Approximately 92,700 colonies from the λ-Zap-cDNA library made from poly(A)+ mRNA isolated from CA winter rye leaves were screened with pHvCHT2a. Forty-eight putative clones were identified, which were denoted recombinant plasmids pCHT1 to pCHT48. Preliminary restriction mapping revealed insert sizes ranging from 305 bp to 2,655 bp. Analysis of the clones by G-tracking (Sanger et al., 1977), by rehybridizing with pHvCHT2a at high stringency, and by choosing clones with inserts greater than 950 bp revealed two distinct groups of cDNAs encoding chitinases that accounted for 23 of the positives. CHT9 (GenBank accession no. AF280437) and CHT46 (GenBank accession no. AF280438) were sequenced completely because they were the longest representative clones from the two groups.

Characterization of CHT9

The cDNA CHT9 was isolated from a group of four positive clones and was 1,193 bp in length with a poly(A)+ tail. The predicted open reading frame contained 318 amino acids that began 48 bp downstream from the 5′ terminus of the insert and ended with the stop codon 955 bp from the initiating Met codon (Fig. 21). PSORT and SignalP analyses indicated with a certainty of 82% that there was a signal sequence of 20 amino acids that targets the protein via a vesicular pathway to the outside of the cell (Nielsen et al., 1997). There were 190 bp of non-coding region at the 3′ terminus. The predicted mature gene product of CHT9 consisted of 301 amino acids with a molecular mass of 31.7 kD and a pI of 6.96. The mature form of CHT9 was identical to the known sequence of 32 amino acids at the N terminus of the native 35-kD CHT-AFP (Hon et al., 1995).

Characterization of CHT46

Although there were 19 clones that could encode the 28-kD CHT-AFP, we sequenced the longest cDNA of this group completely in both directions and found that CHT46 encoded a full-length chitinase. CHT46 had a 998 bp insert with 78 bp upstream from the first ATG that initiated the open reading frame of 252 amino acids, followed by 163 bp of 3′-untranslated region (Fig. 2).
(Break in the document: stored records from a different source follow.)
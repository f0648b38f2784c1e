// Copyright (c) 2025 Kirky.X
//
// Licensed under the MIT License
// See LICENSE file in the project root for full license information.

pub mod errors;
pub mod handlers;
pub mod routes;
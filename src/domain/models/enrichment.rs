// Copyright (c) 2025 Kirky.X
//
// Licensed under the MIT License
// See LICENSE file in the project root for full license information.

use serde::{Deserialize, Serialize};

/// 富化服务表示"未找到"的标记值
pub const NOT_FOUND_SENTINEL: &str = "なし";

const FIELD_COUNT: usize = 4;

/// 富化结果
///
/// 不落库的临时值。`None` 表示该字段未找到，应用时不得覆盖原值。
#[derive(Debug, Clone, Default, PartialEq, Eq, Serialize, Deserialize)]
pub struct EnrichmentResult {
    pub industry: Option<String>,
    pub president: Option<String>,
    pub company: Option<String>,
    pub prefecture: Option<String>,
}

impl EnrichmentResult {
    /// 解析富化服务的文本回复
    ///
    /// 回复必须恰好包含4个逗号分隔的字段（行业、代表人、公司、都道府县）。
    /// 字段数不对或回复为空时返回空结果，不视为错误。
    pub fn parse(reply: &str) -> Self {
        let fields: Vec<&str> = reply.trim().split(',').map(str::trim).collect();
        if fields.len() != FIELD_COUNT {
            return Self::default();
        }

        Self {
            industry: field_value(fields[0]),
            president: field_value(fields[1]),
            company: field_value(fields[2]),
            prefecture: field_value(fields[3]),
        }
    }

    pub fn is_empty(&self) -> bool {
        self.industry.is_none()
            && self.president.is_none()
            && self.company.is_none()
            && self.prefecture.is_none()
    }
}

fn field_value(raw: &str) -> Option<String> {
    if raw.is_empty() || raw == NOT_FOUND_SENTINEL {
        None
    } else {
        Some(raw.to_string())
    }
}
// Copyright (c) 2025 Kirky.X
//
// Licensed under the MIT License
// See LICENSE file in the project root for full license information.

/// 用例模块
///
/// 流水线的各个阶段和运维操作，每个用例只依赖领域层的特质
pub mod batch_exporter;
pub mod crawl_scheduler;
pub mod domain_admin;
pub mod enrichment_consumer;
pub mod fan_out;
pub mod target_admin;
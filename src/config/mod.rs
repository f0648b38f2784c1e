// Copyright (c) 2025 Kirky.X
//
// Licensed under the MIT License
// See LICENSE file in the project root for full license information.

/// 配置模块
///
/// 处理应用程序的配置设置，包括数据库、Redis、外部服务和流水线参数
pub mod settings;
The predicted gene product had a molecular mass of 26.8 kD and a pI of 8.25. PSORT and SignalP predicted that this protein had a 21-amino acid signal peptide that directed CHT46 to the outside of the cell through the vesicular pathway with a certainty of 82%. The mature gene product of CHT46 was predicted to consist of 231 amino acids with a mass of 24.9 kD and a pI of 7.78.

Figure 2.

Figure 2

The nucleotide and deduced amino acid sequences of CHT46. The nucleotide sequence (998 bp) is numbered relative to the first nucleotide in the translational start codon ATG and the stop codon is indicated by an asterisk. The predicted amino acid sequence is shown directly below the nucleotide sequence with the predicted first amino acid of the mature protein shown in bold and the signal sequence shown in italics. The region used for the gene-specific probe (a fragment generated by XhoI digestion) is underlined.

Sequence Comparison of CHT9 and CHT46 Does Not Identify the Ice-Binding Domain

BLAST searches confirmed that we had isolated cDNAs encoding a class I and a class II chitinase from the CA winter rye library (Fig. 3), as we had predicted from the results of earlier experiments. The CHT46 sequence was 85% identical at the nucleotide level to pHvCHT2a, which encodes a barley class II chitinase, and 96% identical at the amino acid level. The predicted amino acid sequence of CHT9 exactly matched the known N-terminal amino acid sequence of the native 35-kD rye CHT-AFP (Hon et al., 1995) and was most similar to a class I chitinase from Chinese Spring wheat (Triticum aestivum; Liao et al., 1994; GenBank accession no. X76041) with 96% and 92% identity at the nucleotide and amino acid levels, respectively. Sequence comparisons between the mature forms of CHT9 and CHT46 revealed they shared 57% identity at the nucleotide level and 49% identity at the amino acid level.

Figure 3.

Figure 3

Multiple sequence alignment of amino acid sequences for chitinases from rye and other species. The predicted amino acid sequences for CHT9 and CHT46 were aligned with the barley chitinase HvCHT2a (T. Bryngelsson, personal communication, GenBank accession no. X78671), a tobacco chitinase (Shinshi et al., 1990; GenBank accession no. X16939), and a Chinese spring wheat chitinase (Liao et al., 1994, GenBank accession no. X76041). Identical amino acids are highlighted on a black background, similar amino acids are shown on a gray background, and dashes indicate gaps. Within the mature proteins, amino acids that differ between tobacco, which lacks antifreeze activity, and both CHT9 and CHT46, which exhibit antifreeze activity, are underlined.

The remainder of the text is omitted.